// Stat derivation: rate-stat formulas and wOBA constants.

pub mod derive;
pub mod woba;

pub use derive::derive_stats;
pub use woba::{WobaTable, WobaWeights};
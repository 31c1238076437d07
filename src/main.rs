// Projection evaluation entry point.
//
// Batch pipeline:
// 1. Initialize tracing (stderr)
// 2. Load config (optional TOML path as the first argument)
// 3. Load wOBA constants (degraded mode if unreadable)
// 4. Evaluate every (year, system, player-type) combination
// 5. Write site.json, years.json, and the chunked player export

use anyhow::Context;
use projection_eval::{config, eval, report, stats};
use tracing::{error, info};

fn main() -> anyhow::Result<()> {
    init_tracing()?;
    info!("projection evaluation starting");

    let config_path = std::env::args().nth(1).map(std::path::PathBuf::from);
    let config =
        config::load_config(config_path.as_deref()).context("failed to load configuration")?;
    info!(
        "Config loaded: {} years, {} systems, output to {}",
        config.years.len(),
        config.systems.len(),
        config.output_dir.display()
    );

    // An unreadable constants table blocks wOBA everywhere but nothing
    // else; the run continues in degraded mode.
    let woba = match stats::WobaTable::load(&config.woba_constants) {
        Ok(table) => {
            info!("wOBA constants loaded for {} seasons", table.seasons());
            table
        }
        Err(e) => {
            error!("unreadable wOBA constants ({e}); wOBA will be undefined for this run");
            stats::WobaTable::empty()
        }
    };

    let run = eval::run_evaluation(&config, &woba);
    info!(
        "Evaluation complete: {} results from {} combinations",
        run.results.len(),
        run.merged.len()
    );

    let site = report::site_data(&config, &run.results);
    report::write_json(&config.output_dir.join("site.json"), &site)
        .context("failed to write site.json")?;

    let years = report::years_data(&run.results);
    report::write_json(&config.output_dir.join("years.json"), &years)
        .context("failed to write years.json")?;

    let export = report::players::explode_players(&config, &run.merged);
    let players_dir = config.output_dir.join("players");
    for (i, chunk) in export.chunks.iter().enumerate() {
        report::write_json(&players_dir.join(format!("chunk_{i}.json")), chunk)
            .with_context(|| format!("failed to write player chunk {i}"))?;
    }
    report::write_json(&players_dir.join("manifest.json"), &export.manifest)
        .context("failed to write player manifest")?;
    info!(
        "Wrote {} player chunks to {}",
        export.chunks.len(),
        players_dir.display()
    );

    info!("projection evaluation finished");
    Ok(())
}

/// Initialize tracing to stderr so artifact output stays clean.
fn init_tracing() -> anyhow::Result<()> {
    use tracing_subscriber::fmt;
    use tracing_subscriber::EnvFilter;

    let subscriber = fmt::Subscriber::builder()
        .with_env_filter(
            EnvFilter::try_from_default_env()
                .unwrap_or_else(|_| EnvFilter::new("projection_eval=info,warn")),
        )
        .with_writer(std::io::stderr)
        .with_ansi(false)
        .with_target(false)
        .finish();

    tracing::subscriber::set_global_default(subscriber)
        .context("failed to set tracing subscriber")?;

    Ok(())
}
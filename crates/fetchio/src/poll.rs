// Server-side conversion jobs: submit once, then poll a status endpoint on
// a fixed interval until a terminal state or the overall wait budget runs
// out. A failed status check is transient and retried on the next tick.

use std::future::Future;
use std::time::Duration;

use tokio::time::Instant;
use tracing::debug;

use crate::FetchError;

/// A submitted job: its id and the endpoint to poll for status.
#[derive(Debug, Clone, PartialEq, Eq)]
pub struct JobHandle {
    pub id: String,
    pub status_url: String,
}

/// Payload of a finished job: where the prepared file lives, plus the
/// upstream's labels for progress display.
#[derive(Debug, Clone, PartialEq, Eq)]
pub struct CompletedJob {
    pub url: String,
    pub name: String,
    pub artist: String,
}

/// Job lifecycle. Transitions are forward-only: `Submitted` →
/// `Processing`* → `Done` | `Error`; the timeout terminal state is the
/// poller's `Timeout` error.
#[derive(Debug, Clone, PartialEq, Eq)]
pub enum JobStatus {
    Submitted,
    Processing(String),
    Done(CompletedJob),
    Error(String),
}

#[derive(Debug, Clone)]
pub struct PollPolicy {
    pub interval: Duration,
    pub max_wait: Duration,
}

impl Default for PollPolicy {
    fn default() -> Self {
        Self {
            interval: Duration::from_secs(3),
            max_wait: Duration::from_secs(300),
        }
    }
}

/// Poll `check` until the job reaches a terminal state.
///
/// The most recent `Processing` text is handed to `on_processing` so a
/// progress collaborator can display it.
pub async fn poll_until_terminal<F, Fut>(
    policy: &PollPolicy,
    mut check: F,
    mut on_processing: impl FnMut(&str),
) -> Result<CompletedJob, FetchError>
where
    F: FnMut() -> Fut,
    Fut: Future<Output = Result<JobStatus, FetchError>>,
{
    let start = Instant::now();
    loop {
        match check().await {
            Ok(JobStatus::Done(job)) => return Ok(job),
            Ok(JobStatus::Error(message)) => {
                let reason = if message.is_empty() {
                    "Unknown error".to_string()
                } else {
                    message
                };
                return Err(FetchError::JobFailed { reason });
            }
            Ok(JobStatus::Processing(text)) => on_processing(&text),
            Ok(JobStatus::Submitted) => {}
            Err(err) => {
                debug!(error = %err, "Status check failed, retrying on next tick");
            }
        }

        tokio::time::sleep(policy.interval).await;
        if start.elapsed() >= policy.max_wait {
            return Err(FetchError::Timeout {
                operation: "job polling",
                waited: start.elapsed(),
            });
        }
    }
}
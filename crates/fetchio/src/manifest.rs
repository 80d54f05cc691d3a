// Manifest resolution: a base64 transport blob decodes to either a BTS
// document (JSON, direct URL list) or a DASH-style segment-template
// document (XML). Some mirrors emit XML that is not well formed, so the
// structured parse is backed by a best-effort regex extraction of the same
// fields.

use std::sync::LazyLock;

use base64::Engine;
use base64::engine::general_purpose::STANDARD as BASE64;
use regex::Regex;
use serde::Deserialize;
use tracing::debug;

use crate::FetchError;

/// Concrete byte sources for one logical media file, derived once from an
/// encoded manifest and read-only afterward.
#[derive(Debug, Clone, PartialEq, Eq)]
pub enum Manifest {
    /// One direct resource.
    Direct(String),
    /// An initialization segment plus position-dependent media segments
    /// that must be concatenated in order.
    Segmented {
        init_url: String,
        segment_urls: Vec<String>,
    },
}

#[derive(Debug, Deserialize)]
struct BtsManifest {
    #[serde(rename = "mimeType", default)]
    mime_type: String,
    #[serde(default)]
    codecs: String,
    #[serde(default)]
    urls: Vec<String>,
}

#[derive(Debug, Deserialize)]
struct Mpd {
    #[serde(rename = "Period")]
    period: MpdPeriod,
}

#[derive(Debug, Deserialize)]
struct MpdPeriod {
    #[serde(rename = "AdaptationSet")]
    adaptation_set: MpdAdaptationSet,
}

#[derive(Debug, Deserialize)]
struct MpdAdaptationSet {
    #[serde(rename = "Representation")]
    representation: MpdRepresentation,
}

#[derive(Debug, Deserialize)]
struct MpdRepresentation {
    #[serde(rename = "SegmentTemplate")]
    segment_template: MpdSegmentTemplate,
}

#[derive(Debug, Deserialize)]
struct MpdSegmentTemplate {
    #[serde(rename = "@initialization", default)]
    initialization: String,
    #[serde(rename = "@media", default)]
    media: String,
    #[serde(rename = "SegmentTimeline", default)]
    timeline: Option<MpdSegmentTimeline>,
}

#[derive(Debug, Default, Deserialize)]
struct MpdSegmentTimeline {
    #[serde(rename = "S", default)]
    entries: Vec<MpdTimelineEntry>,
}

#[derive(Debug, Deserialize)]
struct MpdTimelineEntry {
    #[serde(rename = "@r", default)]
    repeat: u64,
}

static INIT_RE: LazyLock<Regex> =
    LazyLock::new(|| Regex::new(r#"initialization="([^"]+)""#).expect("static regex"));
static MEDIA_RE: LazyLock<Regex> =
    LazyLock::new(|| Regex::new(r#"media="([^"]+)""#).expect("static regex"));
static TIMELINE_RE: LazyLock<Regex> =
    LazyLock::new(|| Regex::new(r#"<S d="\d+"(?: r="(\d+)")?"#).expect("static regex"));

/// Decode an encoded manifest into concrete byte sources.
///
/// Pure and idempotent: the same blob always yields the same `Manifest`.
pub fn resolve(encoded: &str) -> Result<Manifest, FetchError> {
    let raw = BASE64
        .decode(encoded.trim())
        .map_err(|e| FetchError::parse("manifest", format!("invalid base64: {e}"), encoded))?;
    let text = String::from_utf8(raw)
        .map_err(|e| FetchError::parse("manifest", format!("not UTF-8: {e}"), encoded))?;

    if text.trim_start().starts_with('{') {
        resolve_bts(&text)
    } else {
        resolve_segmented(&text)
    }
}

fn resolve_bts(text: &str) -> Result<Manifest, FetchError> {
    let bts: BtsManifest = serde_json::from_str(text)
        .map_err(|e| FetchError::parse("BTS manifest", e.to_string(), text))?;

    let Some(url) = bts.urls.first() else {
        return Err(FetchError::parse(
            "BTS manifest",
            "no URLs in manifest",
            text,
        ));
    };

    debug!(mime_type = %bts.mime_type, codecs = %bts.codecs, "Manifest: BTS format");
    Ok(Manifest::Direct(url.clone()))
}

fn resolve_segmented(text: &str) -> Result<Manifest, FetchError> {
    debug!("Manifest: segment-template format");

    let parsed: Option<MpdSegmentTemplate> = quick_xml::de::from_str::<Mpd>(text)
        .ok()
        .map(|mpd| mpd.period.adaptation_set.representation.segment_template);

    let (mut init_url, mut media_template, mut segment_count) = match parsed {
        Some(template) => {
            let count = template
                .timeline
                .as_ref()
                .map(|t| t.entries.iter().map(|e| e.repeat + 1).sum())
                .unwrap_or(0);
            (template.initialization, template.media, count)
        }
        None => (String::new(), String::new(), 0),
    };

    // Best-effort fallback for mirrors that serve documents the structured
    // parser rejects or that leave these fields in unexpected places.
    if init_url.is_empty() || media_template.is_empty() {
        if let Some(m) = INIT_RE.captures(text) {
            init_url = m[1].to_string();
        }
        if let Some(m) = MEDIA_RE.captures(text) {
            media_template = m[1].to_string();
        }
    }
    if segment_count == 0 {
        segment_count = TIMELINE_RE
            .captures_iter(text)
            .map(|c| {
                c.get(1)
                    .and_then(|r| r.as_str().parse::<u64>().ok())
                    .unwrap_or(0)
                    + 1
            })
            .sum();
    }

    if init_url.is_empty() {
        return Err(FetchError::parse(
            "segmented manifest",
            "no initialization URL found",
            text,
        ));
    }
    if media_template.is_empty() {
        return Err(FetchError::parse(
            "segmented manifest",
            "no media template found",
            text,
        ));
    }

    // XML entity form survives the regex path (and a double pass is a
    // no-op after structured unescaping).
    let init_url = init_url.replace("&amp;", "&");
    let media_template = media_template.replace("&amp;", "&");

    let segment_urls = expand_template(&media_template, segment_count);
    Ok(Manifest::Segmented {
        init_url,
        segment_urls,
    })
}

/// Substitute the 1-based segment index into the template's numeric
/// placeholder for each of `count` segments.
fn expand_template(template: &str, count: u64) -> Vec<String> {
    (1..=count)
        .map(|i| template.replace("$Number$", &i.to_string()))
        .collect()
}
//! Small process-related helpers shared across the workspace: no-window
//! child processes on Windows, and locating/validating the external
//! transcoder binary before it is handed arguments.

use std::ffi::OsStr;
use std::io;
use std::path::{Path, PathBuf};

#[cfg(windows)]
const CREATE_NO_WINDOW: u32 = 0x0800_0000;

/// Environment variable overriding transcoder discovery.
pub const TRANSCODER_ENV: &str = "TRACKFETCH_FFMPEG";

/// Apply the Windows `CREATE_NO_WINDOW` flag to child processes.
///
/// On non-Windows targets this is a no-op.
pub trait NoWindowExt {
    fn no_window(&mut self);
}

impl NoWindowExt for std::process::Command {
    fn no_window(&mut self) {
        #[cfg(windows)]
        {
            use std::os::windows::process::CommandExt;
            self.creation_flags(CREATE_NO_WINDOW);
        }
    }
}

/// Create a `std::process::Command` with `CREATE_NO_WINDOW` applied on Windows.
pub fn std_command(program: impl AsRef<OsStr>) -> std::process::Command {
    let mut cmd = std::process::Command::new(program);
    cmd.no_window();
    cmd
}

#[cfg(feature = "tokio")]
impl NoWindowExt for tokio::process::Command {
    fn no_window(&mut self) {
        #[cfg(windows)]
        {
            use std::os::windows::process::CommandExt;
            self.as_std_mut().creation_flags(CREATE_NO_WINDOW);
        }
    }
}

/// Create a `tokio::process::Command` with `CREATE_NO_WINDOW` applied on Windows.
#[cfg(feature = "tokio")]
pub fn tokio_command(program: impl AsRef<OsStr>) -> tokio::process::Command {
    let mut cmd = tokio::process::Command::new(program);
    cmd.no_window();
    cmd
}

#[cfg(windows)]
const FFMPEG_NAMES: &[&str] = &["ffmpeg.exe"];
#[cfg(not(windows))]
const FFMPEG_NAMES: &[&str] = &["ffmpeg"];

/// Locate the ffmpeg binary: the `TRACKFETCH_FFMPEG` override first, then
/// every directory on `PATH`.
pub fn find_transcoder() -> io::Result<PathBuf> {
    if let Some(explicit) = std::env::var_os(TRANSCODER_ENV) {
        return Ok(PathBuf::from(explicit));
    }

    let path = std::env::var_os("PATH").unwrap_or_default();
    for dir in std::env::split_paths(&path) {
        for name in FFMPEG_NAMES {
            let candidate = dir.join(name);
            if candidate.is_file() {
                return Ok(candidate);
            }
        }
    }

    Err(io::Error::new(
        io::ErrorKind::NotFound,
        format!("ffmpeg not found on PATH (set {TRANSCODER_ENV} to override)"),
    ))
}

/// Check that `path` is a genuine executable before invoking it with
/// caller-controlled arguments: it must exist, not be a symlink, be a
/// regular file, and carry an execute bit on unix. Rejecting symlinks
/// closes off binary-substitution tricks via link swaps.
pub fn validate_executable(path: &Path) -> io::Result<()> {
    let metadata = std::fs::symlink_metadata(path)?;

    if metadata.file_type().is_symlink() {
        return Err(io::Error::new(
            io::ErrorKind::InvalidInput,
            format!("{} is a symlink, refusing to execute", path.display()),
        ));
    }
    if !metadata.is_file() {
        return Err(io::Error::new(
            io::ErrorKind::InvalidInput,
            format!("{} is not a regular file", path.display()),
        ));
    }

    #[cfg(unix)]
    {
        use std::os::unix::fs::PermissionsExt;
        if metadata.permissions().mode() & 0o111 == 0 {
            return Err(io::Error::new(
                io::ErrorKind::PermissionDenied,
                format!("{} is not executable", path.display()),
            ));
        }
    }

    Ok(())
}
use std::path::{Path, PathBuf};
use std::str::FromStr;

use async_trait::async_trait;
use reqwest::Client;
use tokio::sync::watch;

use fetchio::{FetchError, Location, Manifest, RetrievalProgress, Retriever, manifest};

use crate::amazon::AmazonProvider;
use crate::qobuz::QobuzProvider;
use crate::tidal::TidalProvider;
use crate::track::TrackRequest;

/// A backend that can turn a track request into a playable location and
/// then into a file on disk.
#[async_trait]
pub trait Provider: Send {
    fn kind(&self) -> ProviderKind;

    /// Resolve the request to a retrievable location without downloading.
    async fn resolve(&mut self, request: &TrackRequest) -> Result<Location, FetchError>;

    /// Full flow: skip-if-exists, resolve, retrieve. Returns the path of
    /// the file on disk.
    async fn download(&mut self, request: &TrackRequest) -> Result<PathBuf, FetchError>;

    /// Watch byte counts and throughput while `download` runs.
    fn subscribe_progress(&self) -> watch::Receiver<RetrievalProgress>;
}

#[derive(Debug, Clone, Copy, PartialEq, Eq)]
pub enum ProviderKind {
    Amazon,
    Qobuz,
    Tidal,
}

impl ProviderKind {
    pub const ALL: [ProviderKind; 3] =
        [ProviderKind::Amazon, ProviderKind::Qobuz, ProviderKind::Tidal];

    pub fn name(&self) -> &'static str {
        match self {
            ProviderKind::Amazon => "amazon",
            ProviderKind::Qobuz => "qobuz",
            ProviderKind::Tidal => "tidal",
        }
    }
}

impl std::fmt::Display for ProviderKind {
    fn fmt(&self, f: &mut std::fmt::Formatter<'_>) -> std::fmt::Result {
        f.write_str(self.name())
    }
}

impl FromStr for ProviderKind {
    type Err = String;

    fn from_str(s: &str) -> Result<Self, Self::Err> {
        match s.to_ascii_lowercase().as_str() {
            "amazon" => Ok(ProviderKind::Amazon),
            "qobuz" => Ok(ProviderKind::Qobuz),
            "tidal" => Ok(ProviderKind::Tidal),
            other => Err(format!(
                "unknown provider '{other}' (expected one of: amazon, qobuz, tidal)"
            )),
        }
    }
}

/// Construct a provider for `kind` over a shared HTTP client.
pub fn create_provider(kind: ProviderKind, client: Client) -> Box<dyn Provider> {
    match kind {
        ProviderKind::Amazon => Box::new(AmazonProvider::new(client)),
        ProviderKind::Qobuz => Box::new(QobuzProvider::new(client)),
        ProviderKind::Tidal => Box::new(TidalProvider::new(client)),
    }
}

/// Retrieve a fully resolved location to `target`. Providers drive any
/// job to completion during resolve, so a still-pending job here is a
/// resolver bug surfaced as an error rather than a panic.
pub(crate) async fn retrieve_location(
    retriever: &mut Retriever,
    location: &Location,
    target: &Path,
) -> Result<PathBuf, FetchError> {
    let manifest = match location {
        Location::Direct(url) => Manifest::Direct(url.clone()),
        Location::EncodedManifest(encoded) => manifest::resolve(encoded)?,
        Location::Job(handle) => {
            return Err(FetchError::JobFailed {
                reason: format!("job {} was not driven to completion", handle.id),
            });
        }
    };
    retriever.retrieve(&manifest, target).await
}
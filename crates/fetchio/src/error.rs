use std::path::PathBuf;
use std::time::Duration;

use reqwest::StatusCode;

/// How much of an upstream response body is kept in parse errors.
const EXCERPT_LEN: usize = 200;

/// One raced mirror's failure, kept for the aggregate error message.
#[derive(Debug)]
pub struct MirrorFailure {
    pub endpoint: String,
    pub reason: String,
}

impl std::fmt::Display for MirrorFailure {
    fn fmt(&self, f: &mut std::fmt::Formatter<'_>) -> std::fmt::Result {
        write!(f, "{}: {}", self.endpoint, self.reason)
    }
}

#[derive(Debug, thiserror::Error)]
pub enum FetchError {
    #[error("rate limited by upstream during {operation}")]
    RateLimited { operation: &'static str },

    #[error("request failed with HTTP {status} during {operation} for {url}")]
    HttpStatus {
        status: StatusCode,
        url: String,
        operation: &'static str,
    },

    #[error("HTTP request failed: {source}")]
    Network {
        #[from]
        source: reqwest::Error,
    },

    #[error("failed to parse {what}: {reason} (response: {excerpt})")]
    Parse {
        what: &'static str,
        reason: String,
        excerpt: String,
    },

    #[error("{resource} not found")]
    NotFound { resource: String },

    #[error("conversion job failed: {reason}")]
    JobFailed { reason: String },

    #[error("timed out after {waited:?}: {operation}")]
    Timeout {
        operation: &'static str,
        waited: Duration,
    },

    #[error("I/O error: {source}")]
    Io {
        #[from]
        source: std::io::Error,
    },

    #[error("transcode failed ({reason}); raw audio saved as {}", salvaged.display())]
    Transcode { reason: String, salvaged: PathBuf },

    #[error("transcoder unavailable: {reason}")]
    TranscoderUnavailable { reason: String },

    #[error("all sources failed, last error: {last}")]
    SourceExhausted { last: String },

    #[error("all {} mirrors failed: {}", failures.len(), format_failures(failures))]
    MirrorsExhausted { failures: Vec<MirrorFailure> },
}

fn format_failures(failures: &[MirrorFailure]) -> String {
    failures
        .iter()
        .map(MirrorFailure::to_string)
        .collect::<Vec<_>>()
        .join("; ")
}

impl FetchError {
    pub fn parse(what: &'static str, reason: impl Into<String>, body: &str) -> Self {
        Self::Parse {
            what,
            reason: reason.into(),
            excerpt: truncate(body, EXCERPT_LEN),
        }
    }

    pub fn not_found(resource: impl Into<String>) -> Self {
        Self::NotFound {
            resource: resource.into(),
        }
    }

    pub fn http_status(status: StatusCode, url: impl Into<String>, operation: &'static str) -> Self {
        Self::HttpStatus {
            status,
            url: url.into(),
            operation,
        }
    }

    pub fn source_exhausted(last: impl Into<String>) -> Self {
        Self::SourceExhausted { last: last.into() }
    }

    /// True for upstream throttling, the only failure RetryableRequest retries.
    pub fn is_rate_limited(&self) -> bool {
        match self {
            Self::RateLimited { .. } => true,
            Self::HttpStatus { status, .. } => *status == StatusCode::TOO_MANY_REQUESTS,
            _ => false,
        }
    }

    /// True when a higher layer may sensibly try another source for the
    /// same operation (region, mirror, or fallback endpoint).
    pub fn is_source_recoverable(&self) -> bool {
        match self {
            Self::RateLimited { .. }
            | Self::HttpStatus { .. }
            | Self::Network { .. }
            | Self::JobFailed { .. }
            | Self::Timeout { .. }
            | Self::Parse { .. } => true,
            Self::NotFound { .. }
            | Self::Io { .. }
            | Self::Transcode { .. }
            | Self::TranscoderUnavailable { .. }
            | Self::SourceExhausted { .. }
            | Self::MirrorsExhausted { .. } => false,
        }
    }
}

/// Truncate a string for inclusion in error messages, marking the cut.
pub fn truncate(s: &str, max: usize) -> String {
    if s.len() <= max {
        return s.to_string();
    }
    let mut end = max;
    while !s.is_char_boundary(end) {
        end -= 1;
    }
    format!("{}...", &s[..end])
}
------------
_Exercise prompt_
Wherever the string "EnvFilter" appears in the listing above, show the whole line.

_Task response_
    use tracing_subscriber::EnvFilter;
            EnvFilter::try_from_default_env()
                .unwrap_or_else(|_| EnvFilter::new("projection_eval=info,warn")),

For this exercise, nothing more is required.